- [TRY IT] Given the listing below, write out exactly the lines starting with the line that has "the count odd." and going on through the line that has "if segments.iter().any(|s| s.trim().is_empty())", both kept.

- [RECORDS FOR PROCESSING]
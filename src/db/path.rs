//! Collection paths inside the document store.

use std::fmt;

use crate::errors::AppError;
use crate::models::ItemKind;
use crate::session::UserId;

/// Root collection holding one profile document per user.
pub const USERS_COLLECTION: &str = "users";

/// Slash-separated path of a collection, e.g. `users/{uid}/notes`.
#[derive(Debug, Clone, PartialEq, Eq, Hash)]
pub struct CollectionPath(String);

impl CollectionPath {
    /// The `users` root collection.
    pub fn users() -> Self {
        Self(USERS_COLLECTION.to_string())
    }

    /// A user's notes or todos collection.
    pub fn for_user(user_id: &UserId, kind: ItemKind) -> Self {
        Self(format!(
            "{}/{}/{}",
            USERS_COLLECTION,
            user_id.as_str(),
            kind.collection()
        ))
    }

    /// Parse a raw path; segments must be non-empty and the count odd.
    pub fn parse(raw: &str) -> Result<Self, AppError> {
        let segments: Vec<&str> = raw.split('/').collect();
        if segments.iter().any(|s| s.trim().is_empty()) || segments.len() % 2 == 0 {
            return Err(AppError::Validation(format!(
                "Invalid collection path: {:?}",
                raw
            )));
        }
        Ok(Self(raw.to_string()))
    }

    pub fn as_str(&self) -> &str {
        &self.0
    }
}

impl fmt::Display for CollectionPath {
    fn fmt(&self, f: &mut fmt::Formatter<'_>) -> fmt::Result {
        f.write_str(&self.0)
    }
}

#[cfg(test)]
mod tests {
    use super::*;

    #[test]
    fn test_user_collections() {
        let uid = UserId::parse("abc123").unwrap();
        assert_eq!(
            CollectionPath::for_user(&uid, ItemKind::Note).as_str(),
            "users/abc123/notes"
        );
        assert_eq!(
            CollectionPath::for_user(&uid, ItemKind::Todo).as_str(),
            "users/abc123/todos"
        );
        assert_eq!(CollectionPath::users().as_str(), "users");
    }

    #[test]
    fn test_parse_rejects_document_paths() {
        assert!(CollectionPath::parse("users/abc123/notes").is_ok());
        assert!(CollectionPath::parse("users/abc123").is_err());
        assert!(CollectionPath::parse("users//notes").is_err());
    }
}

--

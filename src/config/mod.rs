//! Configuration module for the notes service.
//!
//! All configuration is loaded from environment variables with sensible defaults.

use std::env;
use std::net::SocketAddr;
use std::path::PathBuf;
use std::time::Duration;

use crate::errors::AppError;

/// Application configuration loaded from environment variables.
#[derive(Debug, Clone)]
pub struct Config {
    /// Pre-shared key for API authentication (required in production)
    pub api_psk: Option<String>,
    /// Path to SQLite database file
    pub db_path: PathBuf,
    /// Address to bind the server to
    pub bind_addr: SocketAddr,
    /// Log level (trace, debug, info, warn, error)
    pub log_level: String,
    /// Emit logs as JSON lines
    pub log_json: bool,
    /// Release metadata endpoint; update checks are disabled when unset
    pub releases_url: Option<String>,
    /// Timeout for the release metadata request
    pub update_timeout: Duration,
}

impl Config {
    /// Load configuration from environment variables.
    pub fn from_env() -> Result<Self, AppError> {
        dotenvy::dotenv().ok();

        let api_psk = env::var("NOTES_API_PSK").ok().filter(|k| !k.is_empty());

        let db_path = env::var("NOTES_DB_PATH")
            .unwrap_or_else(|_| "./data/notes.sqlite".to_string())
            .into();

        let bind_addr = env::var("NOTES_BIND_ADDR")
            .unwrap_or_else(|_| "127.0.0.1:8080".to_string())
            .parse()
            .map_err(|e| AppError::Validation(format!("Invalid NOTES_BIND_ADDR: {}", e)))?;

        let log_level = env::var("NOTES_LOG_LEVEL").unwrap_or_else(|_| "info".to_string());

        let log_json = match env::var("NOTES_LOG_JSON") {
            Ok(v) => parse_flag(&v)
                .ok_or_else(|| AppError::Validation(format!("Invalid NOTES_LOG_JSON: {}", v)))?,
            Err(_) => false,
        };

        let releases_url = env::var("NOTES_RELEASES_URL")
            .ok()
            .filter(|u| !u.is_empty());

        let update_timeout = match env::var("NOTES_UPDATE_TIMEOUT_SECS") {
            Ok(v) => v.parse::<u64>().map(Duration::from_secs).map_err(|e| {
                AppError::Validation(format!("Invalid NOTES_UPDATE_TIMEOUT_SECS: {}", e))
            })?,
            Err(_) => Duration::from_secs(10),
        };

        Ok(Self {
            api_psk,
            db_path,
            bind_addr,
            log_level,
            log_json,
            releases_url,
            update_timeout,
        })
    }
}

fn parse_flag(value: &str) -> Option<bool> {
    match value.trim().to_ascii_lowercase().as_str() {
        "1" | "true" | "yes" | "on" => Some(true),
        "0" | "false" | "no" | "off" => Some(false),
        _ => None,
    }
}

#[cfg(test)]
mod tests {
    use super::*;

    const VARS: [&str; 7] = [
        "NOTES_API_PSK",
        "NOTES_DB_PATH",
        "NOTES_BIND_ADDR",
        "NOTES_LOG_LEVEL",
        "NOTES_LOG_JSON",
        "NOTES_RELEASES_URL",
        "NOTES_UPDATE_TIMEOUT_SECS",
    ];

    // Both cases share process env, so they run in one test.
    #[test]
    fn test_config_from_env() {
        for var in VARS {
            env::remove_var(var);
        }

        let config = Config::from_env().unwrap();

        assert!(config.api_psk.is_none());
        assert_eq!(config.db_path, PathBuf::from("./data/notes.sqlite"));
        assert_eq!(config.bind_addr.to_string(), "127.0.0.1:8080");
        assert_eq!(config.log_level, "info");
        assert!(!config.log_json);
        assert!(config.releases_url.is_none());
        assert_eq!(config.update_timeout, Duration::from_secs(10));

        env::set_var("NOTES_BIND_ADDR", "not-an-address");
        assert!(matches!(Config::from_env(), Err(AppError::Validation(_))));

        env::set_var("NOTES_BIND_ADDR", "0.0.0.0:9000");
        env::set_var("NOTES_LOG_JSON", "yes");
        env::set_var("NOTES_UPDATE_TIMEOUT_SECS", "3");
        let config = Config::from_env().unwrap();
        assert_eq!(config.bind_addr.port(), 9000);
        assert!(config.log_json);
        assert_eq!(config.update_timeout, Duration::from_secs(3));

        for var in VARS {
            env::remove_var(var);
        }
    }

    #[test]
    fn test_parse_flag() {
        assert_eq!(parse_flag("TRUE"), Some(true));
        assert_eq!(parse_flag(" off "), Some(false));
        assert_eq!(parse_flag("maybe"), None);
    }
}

--

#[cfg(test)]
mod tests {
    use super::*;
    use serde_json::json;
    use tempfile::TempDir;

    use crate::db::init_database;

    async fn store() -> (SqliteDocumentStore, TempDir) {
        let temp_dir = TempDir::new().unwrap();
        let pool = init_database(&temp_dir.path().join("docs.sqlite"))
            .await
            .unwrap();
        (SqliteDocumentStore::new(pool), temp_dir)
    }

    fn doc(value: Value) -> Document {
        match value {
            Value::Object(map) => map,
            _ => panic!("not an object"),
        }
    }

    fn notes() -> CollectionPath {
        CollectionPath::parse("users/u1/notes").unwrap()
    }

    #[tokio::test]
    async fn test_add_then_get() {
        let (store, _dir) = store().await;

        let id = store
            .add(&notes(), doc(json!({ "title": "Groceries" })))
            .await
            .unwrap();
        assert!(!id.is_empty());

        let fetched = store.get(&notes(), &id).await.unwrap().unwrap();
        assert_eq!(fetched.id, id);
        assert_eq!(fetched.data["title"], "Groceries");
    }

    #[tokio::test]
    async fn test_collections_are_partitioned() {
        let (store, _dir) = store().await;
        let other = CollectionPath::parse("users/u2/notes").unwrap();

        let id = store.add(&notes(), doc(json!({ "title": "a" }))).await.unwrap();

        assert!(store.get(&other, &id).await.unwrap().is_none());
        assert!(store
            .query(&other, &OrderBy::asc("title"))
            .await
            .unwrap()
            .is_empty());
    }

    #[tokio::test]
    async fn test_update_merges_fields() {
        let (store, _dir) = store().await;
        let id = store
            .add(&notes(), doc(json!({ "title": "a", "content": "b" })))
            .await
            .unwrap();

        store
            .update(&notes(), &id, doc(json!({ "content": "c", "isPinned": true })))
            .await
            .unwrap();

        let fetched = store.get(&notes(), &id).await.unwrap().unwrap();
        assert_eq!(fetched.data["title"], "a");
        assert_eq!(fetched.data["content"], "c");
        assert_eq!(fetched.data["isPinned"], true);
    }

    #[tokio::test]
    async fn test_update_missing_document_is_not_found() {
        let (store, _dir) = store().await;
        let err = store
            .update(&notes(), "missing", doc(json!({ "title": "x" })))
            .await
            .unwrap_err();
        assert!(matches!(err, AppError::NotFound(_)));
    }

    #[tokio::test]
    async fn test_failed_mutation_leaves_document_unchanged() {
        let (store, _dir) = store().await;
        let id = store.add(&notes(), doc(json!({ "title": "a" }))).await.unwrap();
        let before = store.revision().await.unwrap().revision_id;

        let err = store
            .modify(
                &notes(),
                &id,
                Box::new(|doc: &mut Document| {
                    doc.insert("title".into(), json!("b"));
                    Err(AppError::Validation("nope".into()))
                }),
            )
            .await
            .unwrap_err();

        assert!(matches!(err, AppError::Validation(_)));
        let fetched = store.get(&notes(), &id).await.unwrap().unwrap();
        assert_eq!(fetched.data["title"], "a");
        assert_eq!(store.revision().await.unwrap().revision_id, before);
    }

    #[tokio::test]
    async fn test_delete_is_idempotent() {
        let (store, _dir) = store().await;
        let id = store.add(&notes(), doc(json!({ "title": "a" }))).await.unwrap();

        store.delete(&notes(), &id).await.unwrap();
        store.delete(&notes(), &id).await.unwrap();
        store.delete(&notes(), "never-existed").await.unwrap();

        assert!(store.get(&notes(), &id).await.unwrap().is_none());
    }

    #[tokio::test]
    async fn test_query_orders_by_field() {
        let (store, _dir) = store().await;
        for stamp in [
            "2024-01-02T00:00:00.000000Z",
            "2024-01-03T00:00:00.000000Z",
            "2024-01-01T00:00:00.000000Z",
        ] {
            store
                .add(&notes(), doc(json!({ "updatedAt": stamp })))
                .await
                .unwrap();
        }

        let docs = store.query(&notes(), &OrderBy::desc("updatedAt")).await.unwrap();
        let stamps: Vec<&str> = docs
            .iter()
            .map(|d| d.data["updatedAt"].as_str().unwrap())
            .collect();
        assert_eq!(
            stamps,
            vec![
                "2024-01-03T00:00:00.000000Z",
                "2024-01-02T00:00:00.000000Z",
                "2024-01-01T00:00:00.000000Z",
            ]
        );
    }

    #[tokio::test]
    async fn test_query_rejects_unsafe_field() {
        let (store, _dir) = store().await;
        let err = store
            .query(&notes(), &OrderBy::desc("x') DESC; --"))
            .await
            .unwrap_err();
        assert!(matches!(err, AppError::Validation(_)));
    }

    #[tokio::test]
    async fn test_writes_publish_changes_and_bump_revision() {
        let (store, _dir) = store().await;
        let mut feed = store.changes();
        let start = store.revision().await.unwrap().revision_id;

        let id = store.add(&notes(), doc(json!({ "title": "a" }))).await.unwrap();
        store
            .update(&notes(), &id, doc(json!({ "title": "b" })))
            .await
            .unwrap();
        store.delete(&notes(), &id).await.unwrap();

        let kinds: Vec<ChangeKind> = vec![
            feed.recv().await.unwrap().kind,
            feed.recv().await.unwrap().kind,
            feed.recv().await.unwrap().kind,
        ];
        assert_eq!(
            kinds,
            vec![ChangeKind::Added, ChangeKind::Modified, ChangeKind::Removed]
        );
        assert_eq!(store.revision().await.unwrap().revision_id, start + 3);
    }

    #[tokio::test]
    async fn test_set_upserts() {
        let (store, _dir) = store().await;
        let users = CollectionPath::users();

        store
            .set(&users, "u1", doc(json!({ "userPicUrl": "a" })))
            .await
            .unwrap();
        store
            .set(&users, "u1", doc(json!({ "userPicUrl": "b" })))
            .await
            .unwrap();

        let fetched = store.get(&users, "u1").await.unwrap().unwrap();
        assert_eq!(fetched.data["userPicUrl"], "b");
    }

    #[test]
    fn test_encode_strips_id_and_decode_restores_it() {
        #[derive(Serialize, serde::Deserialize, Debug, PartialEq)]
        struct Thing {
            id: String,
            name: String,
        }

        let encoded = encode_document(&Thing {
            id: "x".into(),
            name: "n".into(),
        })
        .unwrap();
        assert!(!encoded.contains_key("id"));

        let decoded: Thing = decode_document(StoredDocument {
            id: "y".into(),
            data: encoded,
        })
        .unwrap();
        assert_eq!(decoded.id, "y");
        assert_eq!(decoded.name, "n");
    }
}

- [REPLY]
    /// Parse a raw path; segments must be non-empty and the count odd.
    pub fn parse(raw: &str) -> Result<Self, AppError> {
        let segments: Vec<&str> = raw.split('/').collect();
        if segments.iter().any(|s| s.trim().is_empty()) || segments.len() % 2 == 0 {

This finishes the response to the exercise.